Wes only had two weeks left of his contracted time with Sera, and now that Greer had taken over making the signatures, Wes had taken on more of the cover making, which left her time to actually design covers with the scraps of paper she collected. He loved watching her work in the afternoons after the morning rush passed.

After Valentine’s Day it seemed everything was moving forward too fast. Never in his life had he wanted the days to stretch out. He got a text from his assistant, Hazel, alerting him to a book sale in a nearby town that afternoon. She’d found it on one of her online groups.

“Hey,” he called over to Sera.

“Hey,” she said back in that sexy way of hers.

Or maybe he just found everything about her sexy.

“Can you take the afternoon off? There’s an estate sale about an hour or so from here with a huge book collection. Might be fun to go together,” he said.

She chewed her lower lip and then nodded. “Let me check with everyone. You can totally go regardless.”

Which was nice of her to offer since she was technically his boss, but he wanted to go with her. Greer had stopped working, not even pretending they weren’t listening to the conversation.

“I can handle the shop and the journals we have left to make today,” they said. “I’m the master of the Coptic stitch now.”

Wes laughed at the way Greer mimed stitching.

“You definitely have a talent for binding stitches,” Wes agreed.

“Great. Let me go and talk to Poppy and Liberty,” Sera said.

She moved away and Wes watched her go, admiring the swish of her hips in faded jeans. He loved how eclectic her clothing was and how she never wore the same thing twice. The same piece, yes, but she always managed to make it into a different vibe. Maybe the vibes matched her mood, or maybe it was delightfully random.

“Dude, you’re staring.”

“Can’t help it,” he said. He’d given up pretending he and Sera weren’t a couple while they were in the shop. Everyone had already figured it out after Valentine’s Day. “If you get ahead on the binding, use your time to make more signatures.”

“Sure thing, boss,” Greer said. Wes had been in charge of training and supervising Greer when they’d first started.

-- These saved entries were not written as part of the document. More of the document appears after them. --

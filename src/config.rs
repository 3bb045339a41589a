//! Provider configuration loading
//!
//! Two externally supplied files govern an agent instance:
//!
//! - `config.toml` in the provider repo directory: API endpoints, durable
//!   store location, marketplace coordinator URL and token, registry
//!   credentials.
//! - `resource_policy.json` in the working directory: quota thresholds the
//!   accountant evaluates on every admission pass. When the file is absent
//!   the policy defaults to fully closed (zero quotas), so an unconfigured
//!   provider never falsely advertises availability.

use std::path::Path;

use serde::{Deserialize, Serialize};

use crate::{Error, Result};

/// Top-level provider configuration, loaded from `config.toml`
#[derive(Clone, Debug, Deserialize)]
pub struct ProviderConfig {
    /// Local API and durable-store settings
    pub api: ApiConfig,
    /// Marketplace coordinator settings
    pub marketplace: MarketplaceConfig,
    /// Container registry settings (optional; empty means local images only)
    #[serde(default)]
    pub registry: RegistryConfig,
}

/// Local API and durable-store settings
#[derive(Clone, Debug, Deserialize)]
pub struct ApiConfig {
    /// Port the (external) request-intake layer listens on
    pub port: u16,
    /// Public multiaddress advertised to the marketplace
    #[serde(default)]
    pub multi_address: String,
    /// Durable record store URL (`redis://...`)
    pub redis_url: String,
    /// Durable record store password, if any
    #[serde(default)]
    pub redis_password: String,
    /// DNS domain under which workload hostnames are allocated
    pub domain: String,
    /// Provider node identifier reported upstream
    pub node_id: String,
    /// Human-readable provider name; hostname is used when empty
    #[serde(default)]
    pub node_name: String,
}

/// Marketplace coordinator settings
#[derive(Clone, Debug, Deserialize)]
pub struct MarketplaceConfig {
    /// Coordinator base URL for summary/status/heartbeat posts
    pub server_url: String,
    /// Bearer token for coordinator requests
    pub access_token: String,
    /// Model-introspection service base URL; coordinator URL when empty
    #[serde(default)]
    pub introspection_url: String,
}

/// Container registry settings
#[derive(Clone, Debug, Default, Deserialize)]
pub struct RegistryConfig {
    /// Registry server address; empty disables image pushes
    #[serde(default)]
    pub server_address: String,
    /// Registry user name
    #[serde(default)]
    pub username: String,
    /// Registry password
    #[serde(default)]
    pub password: String,
}

impl ProviderConfig {
    /// Load the configuration from `<repo>/config.toml`
    pub fn load(repo_path: &Path) -> Result<Self> {
        let config_file = repo_path.join("config.toml");
        let raw = std::fs::read_to_string(&config_file).map_err(|e| {
            Error::config(format!(
                "failed to read config file {}: {}",
                config_file.display(),
                e
            ))
        })?;
        let config: ProviderConfig = toml::from_str(&raw)
            .map_err(|e| Error::config(format!("failed to parse config.toml: {}", e)))?;
        config.validate()?;
        Ok(config)
    }

    fn validate(&self) -> Result<()> {
        if self.api.redis_url.is_empty() {
            return Err(Error::config("api.redis_url must be set"));
        }
        if self.api.domain.is_empty() {
            return Err(Error::config("api.domain must be set"));
        }
        if self.api.node_id.is_empty() {
            return Err(Error::config("api.node_id must be set"));
        }
        if self.marketplace.server_url.is_empty() {
            return Err(Error::config("marketplace.server_url must be set"));
        }
        Ok(())
    }

    /// The provider name reported upstream: configured name or hostname
    pub fn provider_name(&self) -> String {
        if !self.api.node_name.is_empty() {
            return self.api.node_name.clone();
        }
        std::env::var("HOSTNAME").unwrap_or_else(|_| "stratos-provider".to_string())
    }
}

// =============================================================================
// Resource Policy
// =============================================================================

/// Quota thresholds the admission evaluation compares free capacity against.
///
/// A zero quota closes the corresponding resource: a GPU model with quota 0
/// never makes the provider eligible, which is what keeps the unconfigured
/// default policy reporting Inactive regardless of actual cluster capacity.
#[derive(Clone, Debug, Default, Deserialize, Serialize, PartialEq)]
pub struct ResourcePolicy {
    /// Minimum free CPU cores
    pub cpu: CpuQuota,
    /// Minimum free memory
    pub memory: SizedQuota,
    /// Minimum free ephemeral storage
    pub storage: SizedQuota,
    /// Per-GPU-model minimum free unit counts
    #[serde(default)]
    pub gpu: Vec<GpuQuota>,
}

/// CPU quota in whole cores
#[derive(Clone, Debug, Default, Deserialize, Serialize, PartialEq)]
pub struct CpuQuota {
    /// Free cores required
    pub quota: i64,
}

/// Memory or storage quota with a unit
#[derive(Clone, Debug, Deserialize, Serialize, PartialEq)]
pub struct SizedQuota {
    /// Free amount required, in `unit`s
    pub quota: i64,
    /// Unit of the quota (only `GiB` is in use)
    pub unit: String,
}

impl Default for SizedQuota {
    fn default() -> Self {
        Self {
            quota: 0,
            unit: "GiB".to_string(),
        }
    }
}

impl SizedQuota {
    /// The quota expressed in bytes
    pub fn bytes(&self) -> i64 {
        self.quota.saturating_mul(1024 * 1024 * 1024)
    }
}

/// Minimum free unit count for one GPU model
#[derive(Clone, Debug, Deserialize, Serialize, PartialEq)]
pub struct GpuQuota {
    /// GPU model name, e.g. `NVIDIA-3080`
    pub name: String,
    /// Free units required
    pub quota: i64,
}

impl ResourcePolicy {
    /// Load `resource_policy.json` from `dir`.
    ///
    /// A missing file yields the fully-closed default; a file that exists but
    /// fails to parse is a configuration error (silently ignoring a broken
    /// policy could advertise capacity the operator meant to withhold).
    pub fn load(dir: &Path) -> Result<Self> {
        let path = dir.join("resource_policy.json");
        let raw = match std::fs::read(&path) {
            Ok(raw) => raw,
            Err(_) => return Ok(Self::default()),
        };
        serde_json::from_slice(&raw).map_err(|e| {
            Error::config(format!(
                "failed to parse resource policy {}: {}",
                path.display(),
                e
            ))
        })
    }
}

#[cfg(test)]
mod tests {
    use super::*;

    const CONFIG: &str = r#"
[api]
port = 8085
multi_address = "/ip4/1.2.3.4/tcp/8085"
redis_url = "redis://127.0.0.1:6379"
domain = "cp.example.dev"
node_id = "node-1"

[marketplace]
server_url = "https://market.example.dev/api/v1"
access_token = "token"
"#;

    #[test]
    fn loads_config_toml() {
        let dir = tempfile::tempdir().unwrap();
        std::fs::write(dir.path().join("config.toml"), CONFIG).unwrap();

        let config = ProviderConfig::load(dir.path()).unwrap();
        assert_eq!(config.api.port, 8085);
        assert_eq!(config.api.domain, "cp.example.dev");
        assert_eq!(config.marketplace.access_token, "token");
        // registry section is optional
        assert!(config.registry.server_address.is_empty());
    }

    #[test]
    fn missing_config_is_a_configuration_error() {
        let dir = tempfile::tempdir().unwrap();
        let err = ProviderConfig::load(dir.path()).unwrap_err();
        assert!(matches!(err, Error::Config(_)));
    }

    #[test]
    fn rejects_config_without_required_fields() {
        let dir = tempfile::tempdir().unwrap();
        let broken = CONFIG.replace("node_id = \"node-1\"", "node_id = \"\"");
        std::fs::write(dir.path().join("config.toml"), broken).unwrap();
        let err = ProviderConfig::load(dir.path()).unwrap_err();
        assert!(err.to_string().contains("node_id"));
    }

    #[test]
    fn missing_policy_defaults_to_fully_closed() {
        let dir = tempfile::tempdir().unwrap();
        let policy = ResourcePolicy::load(dir.path()).unwrap();
        assert_eq!(policy, ResourcePolicy::default());
        assert_eq!(policy.cpu.quota, 0);
        assert_eq!(policy.memory.quota, 0);
        assert!(policy.gpu.is_empty());
    }

    #[test]
    fn parses_policy_json() {
        let dir = tempfile::tempdir().unwrap();
        let raw = r#"{
            "cpu": {"quota": 4},
            "memory": {"quota": 16, "unit": "GiB"},
            "storage": {"quota": 20, "unit": "GiB"},
            "gpu": [{"name": "NVIDIA-3080", "quota": 1}]
        }"#;
        std::fs::write(dir.path().join("resource_policy.json"), raw).unwrap();

        let policy = ResourcePolicy::load(dir.path()).unwrap();
        assert_eq!(policy.cpu.quota, 4);
        assert_eq!(policy.memory.bytes(), 16 * 1024 * 1024 * 1024);
        assert_eq!(policy.gpu[0].name, "NVIDIA-3080");
    }

    #[test]
    fn broken_policy_is_an_error_not_a_default() {
        let dir = tempfile::tempdir().unwrap();
        std::fs::write(dir.path().join("resource_policy.json"), "{not json").unwrap();
        assert!(ResourcePolicy::load(dir.path()).is_err());
    }
}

They had a real talent for binding, but also a love of books almost as obsessive as himself and Sera. Greer had mentioned wanting to apprentice under Wes to learn book repair. Which Wes was considering...if he stayed.

He had already found a shop just two down from WiCKed Sisters available to rent starting in March. It would make a nice space for him if he decided to set up shop in town. The books he dealt in were different from Sera’s, so he wouldn’t be directly competing with her.

He’d given this a lot of thought. Even had his accountant run the numbers for him. He could make a go of the shop here. It wouldn’t be a hardship, and he’d be closer to Sera.

All pluses.

But it was in Birch Lake. He wasn’t sure he was ever going to get the closure he’d once wanted where Grandpa was concerned. He did understand the older man more than he ever had before.

He’d learned more from him through Sera, those stories and the techniques she had gained from Grandpa. His feelings toward the place had changed.

There was something enchanting about Sera that Grandpa would have been drawn to. She was shy and standoffish with most people until she knew them. Wes had skipped the shy part by making her mad, but having come to know her now, he realized her reaction had been driven by hurt.

He’d hurt her, and though he’d apologized, he sometimes wondered if she would ever fully trust him.

He hoped she would.

But hope... His dad said to put hope in one hand and shit in the other and see what you had more of.

Crude, but it did the job. There was no way he could ignore the fact that if he moved here, it would be for her.